** YOUR ASSIGNMENT **
Once a line is found to contain "crate", copy it out of the listing.

** EXTRACTED ENTRIES **
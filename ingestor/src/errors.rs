use thiserror::Error;

#[derive(Debug, Error)]
pub enum Error {
    #[error("Not found: {0}")]
    NotFound(String),

    #[error("Unauthorized: {0}")]
    Unauthorized(String),

    #[error("Validation error: {0}")]
    Validation(String),

    #[error("Storage error: {0}")]
    Storage(#[from] sqlx::Error),

    #[error("Database migration error: {0}")]
    Migration(#[from] sqlx::migrate::MigrateError),

    #[error("MQTT error: {0}")]
    Mqtt(#[from] rumqttc::ClientError),
}

pub type Result<T> = std::result::Result<T, Error>;
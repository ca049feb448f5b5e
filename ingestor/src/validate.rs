use crate::db::Store;
use crate::errors::{Error, Result};
use crate::model::{Datastream, Device};

/// Resolves and authorizes the device behind an inbound message.
pub async fn validate_device(store: &dyn Store, device_id: &str) -> Result<Device> {
    let device = store
        .device(device_id)
        .await?
        .ok_or_else(|| Error::NotFound(format!("device {}", device_id)))?;

    if device.auth_token.is_none() {
        return Err(Error::Unauthorized(format!(
            "device {} credential revoked",
            device_id
        )));
    }

    Ok(device)
}

/// Resolves the datastream declared for `pin` on the device's template.
pub async fn validate_datastream(
    store: &dyn Store,
    template_id: &str,
    pin: &str,
) -> Result<Datastream> {
    store.datastream(template_id, pin).await?.ok_or_else(|| {
        Error::NotFound(format!("datastream {} on template {}", pin, template_id))
    })
}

** ANSWER TO THE EXERCISE **
use crate::db::Store;
use crate::errors::{Error, Result};
use crate::model::{Datastream, Device};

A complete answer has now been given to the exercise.